### Task
From the data below, copy each line that includes the word "body".

### Exercise data

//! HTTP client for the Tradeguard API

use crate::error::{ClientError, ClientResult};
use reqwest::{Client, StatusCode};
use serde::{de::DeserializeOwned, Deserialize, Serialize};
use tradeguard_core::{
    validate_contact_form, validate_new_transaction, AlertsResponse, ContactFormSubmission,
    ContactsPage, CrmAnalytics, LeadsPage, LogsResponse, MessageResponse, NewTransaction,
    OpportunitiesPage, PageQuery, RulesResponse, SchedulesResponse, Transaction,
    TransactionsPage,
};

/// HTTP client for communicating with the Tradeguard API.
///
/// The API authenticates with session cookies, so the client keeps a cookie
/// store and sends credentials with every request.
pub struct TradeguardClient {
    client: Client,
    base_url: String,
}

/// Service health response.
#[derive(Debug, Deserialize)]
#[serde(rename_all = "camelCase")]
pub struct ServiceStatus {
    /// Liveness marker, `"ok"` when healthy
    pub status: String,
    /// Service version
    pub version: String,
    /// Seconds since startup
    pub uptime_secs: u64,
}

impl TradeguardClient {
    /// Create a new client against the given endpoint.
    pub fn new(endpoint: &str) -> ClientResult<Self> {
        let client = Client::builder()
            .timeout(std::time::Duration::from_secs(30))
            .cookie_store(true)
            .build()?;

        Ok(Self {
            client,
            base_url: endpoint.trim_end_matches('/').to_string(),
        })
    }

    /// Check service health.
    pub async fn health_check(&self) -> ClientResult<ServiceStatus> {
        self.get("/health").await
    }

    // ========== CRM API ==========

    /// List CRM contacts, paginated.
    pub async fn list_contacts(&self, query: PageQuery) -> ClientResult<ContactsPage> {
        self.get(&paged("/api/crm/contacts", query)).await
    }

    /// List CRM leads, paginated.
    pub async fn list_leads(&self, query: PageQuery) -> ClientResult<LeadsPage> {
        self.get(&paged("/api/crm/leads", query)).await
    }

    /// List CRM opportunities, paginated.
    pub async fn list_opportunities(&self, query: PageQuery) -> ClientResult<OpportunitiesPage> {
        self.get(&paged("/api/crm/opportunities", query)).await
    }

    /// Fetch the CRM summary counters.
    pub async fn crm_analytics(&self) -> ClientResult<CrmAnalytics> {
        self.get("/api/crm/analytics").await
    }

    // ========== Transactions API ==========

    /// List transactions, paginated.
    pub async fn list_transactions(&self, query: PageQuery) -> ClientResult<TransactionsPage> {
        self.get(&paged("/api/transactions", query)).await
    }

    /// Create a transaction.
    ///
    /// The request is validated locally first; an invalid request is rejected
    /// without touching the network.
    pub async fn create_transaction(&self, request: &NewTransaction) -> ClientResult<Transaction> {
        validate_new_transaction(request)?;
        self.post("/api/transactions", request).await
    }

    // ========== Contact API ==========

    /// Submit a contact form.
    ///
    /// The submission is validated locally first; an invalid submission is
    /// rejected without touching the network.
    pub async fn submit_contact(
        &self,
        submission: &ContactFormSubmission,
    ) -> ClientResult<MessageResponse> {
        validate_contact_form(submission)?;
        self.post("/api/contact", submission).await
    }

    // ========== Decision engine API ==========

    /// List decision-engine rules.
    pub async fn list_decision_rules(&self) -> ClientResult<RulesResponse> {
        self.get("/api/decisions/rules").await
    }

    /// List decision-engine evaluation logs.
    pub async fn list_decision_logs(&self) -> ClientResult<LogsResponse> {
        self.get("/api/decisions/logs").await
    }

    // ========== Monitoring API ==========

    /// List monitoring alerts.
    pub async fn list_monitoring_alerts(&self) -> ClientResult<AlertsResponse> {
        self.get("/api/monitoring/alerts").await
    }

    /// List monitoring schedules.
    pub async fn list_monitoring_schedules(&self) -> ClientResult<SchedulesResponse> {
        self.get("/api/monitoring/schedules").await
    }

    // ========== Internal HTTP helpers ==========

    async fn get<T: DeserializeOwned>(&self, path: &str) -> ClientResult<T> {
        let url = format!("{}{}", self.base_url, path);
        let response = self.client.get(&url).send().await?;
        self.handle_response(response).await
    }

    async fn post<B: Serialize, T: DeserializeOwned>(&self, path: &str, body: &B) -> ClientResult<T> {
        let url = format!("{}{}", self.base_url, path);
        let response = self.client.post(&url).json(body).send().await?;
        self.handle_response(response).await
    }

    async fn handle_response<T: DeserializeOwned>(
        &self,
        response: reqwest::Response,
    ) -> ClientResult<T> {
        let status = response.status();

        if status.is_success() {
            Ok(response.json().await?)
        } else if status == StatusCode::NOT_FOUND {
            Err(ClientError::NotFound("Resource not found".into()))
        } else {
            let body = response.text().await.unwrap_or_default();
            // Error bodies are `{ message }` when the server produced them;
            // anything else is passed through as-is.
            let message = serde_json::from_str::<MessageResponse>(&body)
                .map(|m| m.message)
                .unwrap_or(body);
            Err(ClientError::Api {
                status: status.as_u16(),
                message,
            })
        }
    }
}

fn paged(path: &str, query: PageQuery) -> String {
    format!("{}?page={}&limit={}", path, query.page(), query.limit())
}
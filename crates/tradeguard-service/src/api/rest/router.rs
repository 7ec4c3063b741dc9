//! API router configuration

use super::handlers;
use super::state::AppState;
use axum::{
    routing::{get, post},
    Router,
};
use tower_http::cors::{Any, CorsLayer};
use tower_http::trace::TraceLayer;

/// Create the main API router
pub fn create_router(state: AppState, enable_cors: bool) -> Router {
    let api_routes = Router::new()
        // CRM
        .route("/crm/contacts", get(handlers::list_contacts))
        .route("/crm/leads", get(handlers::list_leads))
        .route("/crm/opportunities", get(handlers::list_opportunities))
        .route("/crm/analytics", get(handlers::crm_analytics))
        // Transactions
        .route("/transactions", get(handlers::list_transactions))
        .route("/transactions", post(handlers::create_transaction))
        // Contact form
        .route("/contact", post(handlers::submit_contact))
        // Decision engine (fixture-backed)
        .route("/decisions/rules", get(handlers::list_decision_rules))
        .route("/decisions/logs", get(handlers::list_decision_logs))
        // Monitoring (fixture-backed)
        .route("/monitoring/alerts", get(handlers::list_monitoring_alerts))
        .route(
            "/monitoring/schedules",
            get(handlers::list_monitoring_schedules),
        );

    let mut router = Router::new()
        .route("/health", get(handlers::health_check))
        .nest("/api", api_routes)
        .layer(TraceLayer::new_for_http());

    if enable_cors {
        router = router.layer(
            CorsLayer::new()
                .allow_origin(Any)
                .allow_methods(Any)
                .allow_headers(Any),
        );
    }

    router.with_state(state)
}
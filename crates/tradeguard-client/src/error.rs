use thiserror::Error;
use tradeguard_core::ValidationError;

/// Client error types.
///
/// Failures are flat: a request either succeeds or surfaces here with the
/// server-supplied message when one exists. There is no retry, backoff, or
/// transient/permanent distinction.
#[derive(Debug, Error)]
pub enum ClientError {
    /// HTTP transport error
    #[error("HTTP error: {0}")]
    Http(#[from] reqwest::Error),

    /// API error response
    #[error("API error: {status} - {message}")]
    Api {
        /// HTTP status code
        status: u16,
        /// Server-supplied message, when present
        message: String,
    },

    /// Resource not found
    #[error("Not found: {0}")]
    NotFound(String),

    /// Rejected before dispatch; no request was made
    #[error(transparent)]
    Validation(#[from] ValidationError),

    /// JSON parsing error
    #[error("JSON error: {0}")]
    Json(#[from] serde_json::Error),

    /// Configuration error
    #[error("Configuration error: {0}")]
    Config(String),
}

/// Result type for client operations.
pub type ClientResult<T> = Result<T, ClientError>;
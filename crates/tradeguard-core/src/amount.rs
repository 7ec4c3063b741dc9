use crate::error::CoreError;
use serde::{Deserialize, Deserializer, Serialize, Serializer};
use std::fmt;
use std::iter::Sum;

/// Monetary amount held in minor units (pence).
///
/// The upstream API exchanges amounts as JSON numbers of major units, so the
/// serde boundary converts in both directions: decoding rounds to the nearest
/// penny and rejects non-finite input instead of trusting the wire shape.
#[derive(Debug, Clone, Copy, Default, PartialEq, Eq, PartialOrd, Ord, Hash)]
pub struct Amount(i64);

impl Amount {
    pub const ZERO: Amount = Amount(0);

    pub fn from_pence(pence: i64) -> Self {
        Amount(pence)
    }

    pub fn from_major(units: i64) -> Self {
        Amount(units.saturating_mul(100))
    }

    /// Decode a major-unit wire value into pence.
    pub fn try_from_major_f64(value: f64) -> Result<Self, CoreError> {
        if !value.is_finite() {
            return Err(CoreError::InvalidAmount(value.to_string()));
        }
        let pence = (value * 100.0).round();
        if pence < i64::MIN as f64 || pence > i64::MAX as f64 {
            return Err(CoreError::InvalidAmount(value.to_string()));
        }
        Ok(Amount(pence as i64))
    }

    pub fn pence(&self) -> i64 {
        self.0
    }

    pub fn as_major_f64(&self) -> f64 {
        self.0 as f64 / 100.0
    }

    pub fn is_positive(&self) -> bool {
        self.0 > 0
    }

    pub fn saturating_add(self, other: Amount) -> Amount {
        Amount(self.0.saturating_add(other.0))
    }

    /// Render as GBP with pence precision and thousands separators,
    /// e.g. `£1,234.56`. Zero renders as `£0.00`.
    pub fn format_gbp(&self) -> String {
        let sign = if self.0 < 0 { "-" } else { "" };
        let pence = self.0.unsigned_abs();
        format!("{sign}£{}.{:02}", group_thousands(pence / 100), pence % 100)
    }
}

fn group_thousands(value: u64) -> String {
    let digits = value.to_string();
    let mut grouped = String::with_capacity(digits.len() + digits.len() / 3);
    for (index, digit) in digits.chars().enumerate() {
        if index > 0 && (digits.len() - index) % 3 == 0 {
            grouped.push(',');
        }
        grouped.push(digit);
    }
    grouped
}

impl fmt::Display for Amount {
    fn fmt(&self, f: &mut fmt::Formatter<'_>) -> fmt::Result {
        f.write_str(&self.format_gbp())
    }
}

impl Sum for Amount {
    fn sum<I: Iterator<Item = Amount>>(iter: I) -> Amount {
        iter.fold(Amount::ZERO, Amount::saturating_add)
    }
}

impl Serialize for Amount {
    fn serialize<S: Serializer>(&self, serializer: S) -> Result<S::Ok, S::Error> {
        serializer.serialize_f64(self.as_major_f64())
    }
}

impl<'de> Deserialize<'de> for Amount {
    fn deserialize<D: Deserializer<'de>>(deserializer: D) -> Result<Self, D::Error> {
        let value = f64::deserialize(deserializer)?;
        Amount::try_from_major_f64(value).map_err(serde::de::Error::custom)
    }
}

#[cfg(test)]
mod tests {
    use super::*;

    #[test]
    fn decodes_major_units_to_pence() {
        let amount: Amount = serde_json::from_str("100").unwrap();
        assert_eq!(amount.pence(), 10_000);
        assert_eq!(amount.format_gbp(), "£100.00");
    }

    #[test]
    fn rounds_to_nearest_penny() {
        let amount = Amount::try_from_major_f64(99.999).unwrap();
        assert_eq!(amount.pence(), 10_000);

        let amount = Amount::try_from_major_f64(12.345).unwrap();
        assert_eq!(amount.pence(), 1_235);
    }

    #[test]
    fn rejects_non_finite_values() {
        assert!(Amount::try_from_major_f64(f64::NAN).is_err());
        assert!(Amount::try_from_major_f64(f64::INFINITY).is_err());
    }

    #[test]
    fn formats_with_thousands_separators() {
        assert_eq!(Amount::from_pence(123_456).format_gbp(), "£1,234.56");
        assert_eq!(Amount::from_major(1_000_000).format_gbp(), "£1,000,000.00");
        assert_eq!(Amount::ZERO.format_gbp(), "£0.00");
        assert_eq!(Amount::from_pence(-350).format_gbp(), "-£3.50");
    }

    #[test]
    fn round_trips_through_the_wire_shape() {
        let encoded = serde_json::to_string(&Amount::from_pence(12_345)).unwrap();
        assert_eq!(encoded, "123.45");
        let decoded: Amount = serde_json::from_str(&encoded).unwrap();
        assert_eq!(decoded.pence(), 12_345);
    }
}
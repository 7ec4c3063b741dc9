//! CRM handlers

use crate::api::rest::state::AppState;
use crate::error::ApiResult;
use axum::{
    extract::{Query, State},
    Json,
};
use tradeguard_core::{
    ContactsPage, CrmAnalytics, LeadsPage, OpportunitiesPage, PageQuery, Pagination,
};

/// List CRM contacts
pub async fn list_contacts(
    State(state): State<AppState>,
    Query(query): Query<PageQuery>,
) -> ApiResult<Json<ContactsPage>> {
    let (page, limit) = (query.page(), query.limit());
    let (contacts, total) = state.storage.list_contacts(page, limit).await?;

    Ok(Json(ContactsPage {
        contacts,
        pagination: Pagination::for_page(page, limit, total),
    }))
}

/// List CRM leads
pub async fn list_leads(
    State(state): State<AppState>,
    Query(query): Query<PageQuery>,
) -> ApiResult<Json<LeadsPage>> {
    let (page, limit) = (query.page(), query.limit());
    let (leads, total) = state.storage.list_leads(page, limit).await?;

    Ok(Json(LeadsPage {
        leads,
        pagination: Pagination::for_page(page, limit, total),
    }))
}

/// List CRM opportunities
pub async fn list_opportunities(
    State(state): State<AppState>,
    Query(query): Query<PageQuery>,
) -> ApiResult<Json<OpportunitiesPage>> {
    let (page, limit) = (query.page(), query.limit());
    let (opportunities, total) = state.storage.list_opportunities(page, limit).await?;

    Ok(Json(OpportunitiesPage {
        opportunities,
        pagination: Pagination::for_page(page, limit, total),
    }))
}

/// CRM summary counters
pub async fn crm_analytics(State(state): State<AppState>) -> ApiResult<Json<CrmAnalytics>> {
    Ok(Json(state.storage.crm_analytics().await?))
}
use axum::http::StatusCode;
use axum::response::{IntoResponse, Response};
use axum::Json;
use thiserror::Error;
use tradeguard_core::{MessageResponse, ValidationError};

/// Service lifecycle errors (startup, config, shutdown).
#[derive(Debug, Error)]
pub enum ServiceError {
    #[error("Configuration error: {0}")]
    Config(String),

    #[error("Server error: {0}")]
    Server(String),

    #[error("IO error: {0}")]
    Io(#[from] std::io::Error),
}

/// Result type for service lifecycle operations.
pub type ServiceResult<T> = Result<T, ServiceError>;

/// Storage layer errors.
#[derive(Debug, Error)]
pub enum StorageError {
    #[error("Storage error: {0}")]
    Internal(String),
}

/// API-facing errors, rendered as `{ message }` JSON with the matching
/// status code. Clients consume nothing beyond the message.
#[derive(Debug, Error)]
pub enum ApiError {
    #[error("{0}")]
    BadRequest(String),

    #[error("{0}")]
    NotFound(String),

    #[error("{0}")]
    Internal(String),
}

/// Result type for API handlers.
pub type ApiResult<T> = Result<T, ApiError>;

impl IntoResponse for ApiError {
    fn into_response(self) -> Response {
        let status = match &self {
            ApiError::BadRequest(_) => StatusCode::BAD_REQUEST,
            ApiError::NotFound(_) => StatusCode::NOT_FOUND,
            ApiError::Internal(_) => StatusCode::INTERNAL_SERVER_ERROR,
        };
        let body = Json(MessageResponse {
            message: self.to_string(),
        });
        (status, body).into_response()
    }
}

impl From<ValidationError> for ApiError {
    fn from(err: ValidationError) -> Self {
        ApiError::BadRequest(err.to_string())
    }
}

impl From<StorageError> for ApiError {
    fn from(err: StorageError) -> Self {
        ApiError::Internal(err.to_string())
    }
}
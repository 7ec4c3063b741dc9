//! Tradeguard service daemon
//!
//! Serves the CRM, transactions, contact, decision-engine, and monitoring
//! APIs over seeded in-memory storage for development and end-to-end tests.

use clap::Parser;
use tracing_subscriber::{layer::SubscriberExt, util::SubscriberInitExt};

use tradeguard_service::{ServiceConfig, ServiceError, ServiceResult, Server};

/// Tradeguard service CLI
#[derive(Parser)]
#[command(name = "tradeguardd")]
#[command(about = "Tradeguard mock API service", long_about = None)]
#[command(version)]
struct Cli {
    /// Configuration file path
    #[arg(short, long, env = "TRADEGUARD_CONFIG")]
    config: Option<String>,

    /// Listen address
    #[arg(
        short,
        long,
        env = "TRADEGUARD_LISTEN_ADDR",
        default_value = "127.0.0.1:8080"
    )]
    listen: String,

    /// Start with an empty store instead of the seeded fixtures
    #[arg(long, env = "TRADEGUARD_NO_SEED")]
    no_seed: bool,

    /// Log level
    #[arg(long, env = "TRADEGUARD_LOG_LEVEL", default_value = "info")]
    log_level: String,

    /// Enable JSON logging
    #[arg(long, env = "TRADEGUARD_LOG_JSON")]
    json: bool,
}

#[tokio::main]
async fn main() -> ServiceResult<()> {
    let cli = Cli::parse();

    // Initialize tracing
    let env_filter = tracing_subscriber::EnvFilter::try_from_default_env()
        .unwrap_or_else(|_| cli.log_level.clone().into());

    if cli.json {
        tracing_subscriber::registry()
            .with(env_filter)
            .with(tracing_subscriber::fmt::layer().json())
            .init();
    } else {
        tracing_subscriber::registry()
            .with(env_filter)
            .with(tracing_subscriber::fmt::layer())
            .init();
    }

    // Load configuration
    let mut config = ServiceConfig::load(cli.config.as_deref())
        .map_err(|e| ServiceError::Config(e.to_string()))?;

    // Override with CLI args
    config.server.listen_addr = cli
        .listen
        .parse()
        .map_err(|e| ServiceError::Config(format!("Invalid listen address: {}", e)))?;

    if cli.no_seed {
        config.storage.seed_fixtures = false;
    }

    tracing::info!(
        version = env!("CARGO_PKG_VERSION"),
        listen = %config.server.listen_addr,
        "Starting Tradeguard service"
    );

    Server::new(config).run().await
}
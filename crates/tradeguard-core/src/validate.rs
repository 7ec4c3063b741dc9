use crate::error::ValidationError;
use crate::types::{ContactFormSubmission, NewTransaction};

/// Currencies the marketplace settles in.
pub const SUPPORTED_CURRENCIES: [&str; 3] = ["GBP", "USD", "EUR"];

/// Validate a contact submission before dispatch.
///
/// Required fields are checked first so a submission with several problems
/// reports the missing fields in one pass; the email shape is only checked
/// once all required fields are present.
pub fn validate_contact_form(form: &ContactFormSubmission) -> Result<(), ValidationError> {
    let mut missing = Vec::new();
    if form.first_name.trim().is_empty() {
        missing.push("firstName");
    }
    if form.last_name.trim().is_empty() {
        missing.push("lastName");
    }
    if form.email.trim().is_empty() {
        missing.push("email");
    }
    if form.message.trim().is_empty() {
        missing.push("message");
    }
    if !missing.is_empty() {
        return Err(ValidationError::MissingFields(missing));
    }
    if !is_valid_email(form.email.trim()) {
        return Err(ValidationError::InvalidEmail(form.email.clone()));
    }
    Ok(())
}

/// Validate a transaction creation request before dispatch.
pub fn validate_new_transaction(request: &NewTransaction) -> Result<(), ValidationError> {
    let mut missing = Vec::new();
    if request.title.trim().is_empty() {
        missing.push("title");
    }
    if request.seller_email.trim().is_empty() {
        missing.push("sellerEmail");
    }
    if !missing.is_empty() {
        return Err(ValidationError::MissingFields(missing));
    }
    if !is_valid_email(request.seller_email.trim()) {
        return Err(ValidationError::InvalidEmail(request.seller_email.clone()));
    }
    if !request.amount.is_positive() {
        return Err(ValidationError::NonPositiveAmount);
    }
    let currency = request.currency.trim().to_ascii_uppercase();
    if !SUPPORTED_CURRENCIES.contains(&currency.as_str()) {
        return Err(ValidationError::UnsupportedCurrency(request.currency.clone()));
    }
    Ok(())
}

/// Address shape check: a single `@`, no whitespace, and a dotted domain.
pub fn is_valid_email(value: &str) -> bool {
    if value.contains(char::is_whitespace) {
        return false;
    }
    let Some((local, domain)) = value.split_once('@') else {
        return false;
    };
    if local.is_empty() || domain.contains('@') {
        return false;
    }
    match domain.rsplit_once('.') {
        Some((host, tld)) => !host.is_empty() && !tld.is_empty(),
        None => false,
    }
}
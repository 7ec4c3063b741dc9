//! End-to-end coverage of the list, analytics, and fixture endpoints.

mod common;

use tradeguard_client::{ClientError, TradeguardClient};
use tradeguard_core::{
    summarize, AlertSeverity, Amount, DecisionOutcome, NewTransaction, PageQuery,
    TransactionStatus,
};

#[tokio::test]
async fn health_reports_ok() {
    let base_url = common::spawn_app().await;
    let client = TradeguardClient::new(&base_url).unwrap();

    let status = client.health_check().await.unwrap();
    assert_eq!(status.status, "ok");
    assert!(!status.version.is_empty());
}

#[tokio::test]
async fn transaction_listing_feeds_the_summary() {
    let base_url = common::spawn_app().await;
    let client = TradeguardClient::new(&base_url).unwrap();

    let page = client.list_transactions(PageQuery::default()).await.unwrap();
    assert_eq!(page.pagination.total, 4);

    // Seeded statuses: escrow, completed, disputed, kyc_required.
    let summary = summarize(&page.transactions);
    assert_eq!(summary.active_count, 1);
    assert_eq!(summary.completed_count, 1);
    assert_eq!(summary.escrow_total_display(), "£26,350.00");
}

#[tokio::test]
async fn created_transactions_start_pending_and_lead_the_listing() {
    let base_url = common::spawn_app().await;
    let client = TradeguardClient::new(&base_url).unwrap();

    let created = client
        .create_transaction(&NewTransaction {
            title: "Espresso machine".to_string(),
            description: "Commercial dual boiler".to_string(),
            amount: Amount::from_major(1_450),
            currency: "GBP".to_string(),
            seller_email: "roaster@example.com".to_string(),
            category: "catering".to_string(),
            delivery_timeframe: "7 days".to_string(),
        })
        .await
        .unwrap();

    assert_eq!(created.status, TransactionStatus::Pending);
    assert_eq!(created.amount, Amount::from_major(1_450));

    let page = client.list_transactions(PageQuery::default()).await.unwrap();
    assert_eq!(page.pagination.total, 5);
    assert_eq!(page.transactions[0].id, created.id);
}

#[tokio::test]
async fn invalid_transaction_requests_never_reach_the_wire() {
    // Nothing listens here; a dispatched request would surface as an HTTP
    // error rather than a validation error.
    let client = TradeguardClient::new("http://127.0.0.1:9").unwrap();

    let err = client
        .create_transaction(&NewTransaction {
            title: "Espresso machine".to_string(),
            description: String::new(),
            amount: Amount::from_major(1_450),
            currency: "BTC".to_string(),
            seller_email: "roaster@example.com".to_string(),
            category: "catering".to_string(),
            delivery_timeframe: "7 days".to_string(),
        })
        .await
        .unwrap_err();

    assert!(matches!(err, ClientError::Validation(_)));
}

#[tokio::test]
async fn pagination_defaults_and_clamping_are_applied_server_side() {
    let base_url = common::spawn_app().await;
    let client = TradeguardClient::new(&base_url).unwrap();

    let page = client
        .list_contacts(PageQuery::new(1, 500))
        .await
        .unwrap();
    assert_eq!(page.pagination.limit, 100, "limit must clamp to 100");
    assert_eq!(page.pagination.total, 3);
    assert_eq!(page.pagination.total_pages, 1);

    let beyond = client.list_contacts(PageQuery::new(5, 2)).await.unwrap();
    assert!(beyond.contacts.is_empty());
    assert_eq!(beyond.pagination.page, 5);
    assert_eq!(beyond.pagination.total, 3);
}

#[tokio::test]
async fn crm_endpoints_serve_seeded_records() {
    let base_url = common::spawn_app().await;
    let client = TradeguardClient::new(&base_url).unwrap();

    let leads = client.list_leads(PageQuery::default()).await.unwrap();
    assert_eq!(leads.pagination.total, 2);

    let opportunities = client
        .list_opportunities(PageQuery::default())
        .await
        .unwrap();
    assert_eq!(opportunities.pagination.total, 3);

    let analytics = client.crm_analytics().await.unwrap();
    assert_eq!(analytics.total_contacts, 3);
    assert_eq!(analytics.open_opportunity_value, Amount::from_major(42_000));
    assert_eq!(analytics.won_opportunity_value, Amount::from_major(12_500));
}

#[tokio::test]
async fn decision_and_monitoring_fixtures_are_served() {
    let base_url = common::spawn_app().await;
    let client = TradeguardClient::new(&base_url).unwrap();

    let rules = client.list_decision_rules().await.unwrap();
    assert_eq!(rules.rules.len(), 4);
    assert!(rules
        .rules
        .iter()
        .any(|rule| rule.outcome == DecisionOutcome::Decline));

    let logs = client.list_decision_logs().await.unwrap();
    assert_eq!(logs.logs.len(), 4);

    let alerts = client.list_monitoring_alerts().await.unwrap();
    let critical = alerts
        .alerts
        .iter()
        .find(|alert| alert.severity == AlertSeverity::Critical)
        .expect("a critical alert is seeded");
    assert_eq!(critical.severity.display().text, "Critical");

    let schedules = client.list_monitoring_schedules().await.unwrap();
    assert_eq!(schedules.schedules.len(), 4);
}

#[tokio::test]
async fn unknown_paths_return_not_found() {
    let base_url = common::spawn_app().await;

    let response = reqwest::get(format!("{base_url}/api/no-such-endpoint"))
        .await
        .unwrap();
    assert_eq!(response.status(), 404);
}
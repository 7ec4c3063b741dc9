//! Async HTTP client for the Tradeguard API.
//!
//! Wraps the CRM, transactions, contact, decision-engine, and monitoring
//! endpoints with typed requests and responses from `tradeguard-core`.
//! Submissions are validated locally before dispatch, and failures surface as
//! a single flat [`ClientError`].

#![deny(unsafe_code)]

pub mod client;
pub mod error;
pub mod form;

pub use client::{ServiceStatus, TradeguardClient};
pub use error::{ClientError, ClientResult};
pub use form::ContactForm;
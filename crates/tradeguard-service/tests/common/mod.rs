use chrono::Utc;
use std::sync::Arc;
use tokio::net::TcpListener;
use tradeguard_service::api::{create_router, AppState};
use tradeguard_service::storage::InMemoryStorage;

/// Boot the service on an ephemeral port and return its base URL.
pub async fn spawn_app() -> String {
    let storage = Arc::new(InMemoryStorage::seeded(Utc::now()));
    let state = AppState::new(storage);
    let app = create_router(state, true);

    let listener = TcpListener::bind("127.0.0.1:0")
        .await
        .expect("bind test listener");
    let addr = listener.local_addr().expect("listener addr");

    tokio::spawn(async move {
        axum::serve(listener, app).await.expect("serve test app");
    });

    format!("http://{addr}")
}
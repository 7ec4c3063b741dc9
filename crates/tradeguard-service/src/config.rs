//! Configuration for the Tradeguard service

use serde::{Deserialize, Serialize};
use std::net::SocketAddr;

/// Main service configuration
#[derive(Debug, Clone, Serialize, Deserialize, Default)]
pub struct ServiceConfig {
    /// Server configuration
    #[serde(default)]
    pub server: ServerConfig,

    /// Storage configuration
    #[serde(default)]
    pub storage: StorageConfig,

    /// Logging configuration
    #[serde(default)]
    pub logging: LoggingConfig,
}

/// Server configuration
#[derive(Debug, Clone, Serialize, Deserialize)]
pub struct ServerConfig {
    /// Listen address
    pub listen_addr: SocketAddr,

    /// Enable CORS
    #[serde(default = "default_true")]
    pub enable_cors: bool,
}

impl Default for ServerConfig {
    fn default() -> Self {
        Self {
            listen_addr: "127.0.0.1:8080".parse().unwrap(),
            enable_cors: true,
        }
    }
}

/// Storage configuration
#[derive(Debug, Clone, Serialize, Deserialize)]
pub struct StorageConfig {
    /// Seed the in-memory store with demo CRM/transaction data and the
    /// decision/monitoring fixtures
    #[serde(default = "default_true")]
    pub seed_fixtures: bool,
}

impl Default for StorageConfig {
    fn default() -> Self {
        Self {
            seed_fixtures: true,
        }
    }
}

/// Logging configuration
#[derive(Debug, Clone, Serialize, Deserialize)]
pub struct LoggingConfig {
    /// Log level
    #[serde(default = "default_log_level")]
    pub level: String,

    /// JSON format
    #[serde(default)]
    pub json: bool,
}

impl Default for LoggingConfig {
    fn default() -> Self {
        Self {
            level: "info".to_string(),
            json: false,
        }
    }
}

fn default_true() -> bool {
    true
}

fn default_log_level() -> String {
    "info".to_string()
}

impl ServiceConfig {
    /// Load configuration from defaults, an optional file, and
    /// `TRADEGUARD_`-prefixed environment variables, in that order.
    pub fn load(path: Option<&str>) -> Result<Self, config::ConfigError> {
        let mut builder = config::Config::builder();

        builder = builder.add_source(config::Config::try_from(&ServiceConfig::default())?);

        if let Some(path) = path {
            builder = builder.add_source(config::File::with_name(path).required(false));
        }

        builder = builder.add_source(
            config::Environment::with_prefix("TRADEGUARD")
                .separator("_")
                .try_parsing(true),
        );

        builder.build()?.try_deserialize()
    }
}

### Output for this task
    async fn post<B: Serialize, T: DeserializeOwned>(&self, path: &str, body: &B) -> ClientResult<T> {
        let response = self.client.post(&url).json(body).send().await?;
            let body = response.text().await.unwrap_or_default();
            let message = serde_json::from_str::<MessageResponse>(&body)
                .unwrap_or(body);
        let body = Json(MessageResponse {
        (status, body).into_response()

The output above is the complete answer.